═══ Supplied entries

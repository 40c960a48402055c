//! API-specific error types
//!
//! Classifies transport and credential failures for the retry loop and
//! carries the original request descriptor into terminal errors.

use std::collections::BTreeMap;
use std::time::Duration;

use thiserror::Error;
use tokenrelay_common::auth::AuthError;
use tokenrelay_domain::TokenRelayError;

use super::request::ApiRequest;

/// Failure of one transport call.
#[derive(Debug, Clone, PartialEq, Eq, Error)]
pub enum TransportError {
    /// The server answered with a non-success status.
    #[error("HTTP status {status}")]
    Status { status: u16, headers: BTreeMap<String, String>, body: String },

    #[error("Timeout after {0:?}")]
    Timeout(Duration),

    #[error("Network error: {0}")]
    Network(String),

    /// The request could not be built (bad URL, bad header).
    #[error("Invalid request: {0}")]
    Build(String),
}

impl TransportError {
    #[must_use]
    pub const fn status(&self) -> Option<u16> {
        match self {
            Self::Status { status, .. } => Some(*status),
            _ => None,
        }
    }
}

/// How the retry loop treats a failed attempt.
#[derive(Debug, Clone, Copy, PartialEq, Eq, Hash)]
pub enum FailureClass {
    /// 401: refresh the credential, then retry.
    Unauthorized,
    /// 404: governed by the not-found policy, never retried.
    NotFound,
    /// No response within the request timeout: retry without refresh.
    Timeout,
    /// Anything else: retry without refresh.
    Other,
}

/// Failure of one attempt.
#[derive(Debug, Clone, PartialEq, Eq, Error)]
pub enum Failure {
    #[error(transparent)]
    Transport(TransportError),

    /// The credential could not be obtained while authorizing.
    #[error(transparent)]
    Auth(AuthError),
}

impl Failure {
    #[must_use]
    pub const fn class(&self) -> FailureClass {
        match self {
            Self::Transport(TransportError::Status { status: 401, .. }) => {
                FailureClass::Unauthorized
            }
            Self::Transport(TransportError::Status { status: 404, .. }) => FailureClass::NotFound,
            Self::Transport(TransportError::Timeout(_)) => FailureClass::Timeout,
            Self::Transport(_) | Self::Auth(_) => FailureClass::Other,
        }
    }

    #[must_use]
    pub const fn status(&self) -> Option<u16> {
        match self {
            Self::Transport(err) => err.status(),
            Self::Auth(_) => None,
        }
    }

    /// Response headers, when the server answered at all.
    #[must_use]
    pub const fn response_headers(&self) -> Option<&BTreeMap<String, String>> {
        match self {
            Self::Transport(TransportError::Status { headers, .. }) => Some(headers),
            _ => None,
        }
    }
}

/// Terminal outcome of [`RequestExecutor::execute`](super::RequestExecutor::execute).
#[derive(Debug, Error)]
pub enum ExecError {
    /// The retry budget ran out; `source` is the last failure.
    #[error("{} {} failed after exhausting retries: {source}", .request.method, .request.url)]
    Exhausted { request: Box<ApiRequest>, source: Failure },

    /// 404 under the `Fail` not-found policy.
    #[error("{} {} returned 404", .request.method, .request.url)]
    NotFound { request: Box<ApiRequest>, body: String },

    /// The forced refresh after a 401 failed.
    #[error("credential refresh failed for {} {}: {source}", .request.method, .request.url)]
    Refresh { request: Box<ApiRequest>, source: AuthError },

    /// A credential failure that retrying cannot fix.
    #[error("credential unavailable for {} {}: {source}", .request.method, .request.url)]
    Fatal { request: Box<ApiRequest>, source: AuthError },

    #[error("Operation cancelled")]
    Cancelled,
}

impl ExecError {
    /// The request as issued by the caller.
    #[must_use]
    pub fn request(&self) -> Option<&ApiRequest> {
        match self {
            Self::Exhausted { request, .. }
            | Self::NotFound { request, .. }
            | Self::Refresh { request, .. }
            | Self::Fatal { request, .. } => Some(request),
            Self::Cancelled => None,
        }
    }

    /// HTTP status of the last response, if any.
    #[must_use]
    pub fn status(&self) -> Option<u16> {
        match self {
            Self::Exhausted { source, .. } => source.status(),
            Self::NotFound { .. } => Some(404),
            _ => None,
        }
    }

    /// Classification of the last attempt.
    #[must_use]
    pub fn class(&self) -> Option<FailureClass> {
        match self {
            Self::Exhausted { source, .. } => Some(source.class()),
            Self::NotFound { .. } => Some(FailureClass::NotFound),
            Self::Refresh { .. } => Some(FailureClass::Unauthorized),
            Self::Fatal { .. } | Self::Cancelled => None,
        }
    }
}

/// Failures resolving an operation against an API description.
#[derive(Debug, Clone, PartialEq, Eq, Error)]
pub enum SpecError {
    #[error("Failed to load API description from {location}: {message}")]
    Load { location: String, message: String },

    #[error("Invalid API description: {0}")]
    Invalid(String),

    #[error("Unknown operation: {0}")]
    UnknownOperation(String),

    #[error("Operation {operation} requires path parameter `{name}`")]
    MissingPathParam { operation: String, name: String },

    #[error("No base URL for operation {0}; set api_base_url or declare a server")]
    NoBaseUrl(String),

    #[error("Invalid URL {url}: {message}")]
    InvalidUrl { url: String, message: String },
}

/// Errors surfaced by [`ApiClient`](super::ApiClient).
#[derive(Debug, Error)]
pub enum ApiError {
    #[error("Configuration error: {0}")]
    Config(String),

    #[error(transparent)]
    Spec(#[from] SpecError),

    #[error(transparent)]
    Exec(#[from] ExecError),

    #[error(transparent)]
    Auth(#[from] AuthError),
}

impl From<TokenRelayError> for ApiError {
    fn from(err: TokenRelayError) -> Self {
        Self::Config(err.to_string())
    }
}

══════

### Exercise aim
From the data above, return every line from the line that has "API-specific error types" up to and including the line that has "pub enum TransportError", exactly.

### Exercise answer
//! API-specific error types
//!
//! Classifies transport and credential failures for the retry loop and
//! carries the original request descriptor into terminal errors.

use std::collections::BTreeMap;
use std::time::Duration;

use thiserror::Error;
use tokenrelay_common::auth::AuthError;
use tokenrelay_domain::TokenRelayError;

use super::request::ApiRequest;

/// Failure of one transport call.
#[derive(Debug, Clone, PartialEq, Eq, Error)]
pub enum TransportError {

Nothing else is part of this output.